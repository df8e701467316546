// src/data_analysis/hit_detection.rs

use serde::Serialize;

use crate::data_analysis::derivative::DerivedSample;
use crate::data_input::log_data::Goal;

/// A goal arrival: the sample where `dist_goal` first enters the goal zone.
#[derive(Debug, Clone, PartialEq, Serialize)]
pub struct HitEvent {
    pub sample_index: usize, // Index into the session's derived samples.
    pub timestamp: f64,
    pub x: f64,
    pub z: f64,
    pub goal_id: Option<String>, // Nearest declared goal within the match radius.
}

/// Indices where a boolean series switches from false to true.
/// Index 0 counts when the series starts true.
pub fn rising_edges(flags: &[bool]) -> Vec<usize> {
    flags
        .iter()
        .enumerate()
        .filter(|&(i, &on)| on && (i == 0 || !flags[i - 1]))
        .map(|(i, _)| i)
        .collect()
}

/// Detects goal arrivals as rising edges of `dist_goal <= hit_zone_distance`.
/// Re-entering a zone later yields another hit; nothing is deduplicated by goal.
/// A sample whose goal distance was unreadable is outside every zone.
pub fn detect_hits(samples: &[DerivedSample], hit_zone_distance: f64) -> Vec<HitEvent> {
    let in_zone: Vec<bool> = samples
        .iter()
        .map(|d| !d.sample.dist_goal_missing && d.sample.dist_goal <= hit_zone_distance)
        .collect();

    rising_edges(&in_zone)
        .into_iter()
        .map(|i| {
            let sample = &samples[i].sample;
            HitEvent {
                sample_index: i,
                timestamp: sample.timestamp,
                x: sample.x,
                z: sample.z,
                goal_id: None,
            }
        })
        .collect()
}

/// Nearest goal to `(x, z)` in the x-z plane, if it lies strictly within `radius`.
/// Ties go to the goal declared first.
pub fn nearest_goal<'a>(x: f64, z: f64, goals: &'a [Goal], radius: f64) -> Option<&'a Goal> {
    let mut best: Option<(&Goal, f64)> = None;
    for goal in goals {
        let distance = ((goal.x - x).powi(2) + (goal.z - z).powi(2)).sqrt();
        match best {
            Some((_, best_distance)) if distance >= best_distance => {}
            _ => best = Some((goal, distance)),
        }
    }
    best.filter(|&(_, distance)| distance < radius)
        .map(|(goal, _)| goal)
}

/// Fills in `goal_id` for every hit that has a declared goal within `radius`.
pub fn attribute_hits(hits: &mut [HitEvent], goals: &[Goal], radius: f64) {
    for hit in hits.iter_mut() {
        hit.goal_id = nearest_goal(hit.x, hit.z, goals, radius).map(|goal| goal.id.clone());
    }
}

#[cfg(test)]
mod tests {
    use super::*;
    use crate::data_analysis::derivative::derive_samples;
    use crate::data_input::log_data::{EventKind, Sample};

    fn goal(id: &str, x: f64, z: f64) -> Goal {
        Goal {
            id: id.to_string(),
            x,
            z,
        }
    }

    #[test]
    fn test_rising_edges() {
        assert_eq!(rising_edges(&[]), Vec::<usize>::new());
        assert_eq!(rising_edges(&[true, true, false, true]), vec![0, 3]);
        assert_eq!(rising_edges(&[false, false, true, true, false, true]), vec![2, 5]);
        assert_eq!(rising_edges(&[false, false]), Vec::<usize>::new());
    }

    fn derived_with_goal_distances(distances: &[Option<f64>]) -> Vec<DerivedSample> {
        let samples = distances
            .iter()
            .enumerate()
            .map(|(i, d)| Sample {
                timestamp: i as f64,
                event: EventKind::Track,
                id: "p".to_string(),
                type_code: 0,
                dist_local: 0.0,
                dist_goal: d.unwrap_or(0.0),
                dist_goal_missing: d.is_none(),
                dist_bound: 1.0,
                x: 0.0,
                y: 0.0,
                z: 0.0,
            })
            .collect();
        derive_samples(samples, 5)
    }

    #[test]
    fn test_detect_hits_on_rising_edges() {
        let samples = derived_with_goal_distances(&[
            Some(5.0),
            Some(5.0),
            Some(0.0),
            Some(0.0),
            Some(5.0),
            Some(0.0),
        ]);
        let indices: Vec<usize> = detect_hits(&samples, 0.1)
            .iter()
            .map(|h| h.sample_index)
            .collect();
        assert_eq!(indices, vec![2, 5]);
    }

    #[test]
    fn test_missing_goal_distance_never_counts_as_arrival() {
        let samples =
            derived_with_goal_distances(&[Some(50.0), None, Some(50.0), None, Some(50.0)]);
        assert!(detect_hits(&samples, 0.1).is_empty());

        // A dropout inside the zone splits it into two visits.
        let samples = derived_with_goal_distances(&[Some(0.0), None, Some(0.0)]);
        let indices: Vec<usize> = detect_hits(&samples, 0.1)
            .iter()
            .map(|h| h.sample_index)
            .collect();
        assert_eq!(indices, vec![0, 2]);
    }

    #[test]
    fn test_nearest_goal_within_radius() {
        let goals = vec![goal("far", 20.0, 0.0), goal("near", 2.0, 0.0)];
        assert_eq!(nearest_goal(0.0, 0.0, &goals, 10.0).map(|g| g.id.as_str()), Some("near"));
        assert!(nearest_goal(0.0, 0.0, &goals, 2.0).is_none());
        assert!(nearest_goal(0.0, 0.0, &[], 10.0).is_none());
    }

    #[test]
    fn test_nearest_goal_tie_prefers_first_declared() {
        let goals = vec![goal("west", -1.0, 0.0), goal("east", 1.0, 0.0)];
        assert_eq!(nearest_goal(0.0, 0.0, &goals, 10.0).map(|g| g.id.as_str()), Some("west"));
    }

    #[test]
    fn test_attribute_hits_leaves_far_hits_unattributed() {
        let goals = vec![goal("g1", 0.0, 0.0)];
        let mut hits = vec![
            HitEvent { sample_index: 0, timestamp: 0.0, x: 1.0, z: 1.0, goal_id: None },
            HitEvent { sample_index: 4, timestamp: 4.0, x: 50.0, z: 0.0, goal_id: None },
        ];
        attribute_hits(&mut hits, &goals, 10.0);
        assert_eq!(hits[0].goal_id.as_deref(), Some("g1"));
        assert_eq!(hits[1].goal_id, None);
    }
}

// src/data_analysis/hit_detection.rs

___

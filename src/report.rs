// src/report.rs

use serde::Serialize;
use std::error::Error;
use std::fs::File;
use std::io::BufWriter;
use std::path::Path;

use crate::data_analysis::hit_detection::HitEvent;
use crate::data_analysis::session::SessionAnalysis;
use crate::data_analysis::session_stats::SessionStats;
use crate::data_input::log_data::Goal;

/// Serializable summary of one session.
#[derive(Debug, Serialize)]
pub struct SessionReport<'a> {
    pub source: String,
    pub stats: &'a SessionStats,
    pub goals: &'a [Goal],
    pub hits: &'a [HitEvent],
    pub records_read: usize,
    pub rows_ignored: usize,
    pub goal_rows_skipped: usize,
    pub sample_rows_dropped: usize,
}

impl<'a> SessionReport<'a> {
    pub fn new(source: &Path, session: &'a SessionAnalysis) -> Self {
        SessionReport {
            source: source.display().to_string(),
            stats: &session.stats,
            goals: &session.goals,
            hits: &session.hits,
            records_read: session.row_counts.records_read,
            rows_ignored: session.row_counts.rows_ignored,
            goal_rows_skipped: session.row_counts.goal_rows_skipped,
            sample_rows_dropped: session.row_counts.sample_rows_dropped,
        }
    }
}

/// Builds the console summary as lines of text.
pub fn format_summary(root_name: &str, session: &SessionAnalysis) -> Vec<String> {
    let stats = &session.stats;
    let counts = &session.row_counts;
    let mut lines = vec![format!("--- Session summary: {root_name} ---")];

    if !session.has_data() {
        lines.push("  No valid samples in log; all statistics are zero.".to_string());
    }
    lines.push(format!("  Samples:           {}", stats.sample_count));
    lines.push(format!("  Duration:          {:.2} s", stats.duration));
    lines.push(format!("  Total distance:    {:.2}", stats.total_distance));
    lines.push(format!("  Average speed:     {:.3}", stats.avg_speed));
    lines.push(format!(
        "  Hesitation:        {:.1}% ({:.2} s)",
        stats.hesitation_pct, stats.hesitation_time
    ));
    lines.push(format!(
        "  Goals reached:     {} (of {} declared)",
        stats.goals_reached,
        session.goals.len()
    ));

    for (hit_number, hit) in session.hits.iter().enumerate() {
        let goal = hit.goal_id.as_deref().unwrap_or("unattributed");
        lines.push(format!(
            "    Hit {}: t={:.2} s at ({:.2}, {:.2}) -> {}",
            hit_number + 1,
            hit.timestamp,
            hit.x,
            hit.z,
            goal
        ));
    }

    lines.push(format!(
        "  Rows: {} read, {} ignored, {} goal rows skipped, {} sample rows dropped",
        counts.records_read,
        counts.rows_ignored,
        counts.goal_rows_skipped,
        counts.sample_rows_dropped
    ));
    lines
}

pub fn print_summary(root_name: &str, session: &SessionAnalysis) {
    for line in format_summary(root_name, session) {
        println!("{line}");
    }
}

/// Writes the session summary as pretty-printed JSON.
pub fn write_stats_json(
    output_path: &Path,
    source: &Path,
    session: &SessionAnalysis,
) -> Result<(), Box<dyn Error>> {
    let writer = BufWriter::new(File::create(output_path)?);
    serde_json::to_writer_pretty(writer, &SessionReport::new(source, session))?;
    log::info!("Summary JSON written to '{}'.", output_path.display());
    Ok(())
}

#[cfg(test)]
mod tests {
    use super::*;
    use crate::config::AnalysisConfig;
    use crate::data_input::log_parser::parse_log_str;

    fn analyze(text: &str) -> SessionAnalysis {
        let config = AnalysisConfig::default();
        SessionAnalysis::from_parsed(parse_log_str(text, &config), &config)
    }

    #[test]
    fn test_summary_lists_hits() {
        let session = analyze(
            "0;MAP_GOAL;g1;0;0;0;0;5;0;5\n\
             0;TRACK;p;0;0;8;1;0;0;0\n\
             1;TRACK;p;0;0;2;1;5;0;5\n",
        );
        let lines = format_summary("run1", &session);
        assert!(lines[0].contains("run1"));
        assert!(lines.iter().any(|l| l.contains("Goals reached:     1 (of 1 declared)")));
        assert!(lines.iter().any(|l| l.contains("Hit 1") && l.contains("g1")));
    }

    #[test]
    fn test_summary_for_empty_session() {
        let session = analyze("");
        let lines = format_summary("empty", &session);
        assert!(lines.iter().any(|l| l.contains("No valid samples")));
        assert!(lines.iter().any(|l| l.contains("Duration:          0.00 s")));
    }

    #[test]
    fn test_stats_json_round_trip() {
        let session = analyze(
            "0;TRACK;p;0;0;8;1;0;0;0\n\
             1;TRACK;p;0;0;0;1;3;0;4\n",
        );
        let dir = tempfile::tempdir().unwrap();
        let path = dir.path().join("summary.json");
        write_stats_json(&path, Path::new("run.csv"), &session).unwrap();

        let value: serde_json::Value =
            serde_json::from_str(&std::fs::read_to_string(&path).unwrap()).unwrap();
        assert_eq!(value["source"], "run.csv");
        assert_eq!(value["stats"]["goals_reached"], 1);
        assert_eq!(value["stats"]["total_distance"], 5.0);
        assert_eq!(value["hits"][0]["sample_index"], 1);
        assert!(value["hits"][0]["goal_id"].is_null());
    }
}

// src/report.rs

___

Exercise objective>
In the listing above, find the line with "repository df8e701467316546" and the line with "the goal zone."; set down exactly those two lines and every line between them, nothing more.

Exercise response>
repository df8e701467316546
// src/data_analysis/hit_detection.rs

use serde::Serialize;

use crate::data_analysis::derivative::DerivedSample;
use crate::data_input::log_data::Goal;

/// A goal arrival: the sample where `dist_goal` first enters the goal zone.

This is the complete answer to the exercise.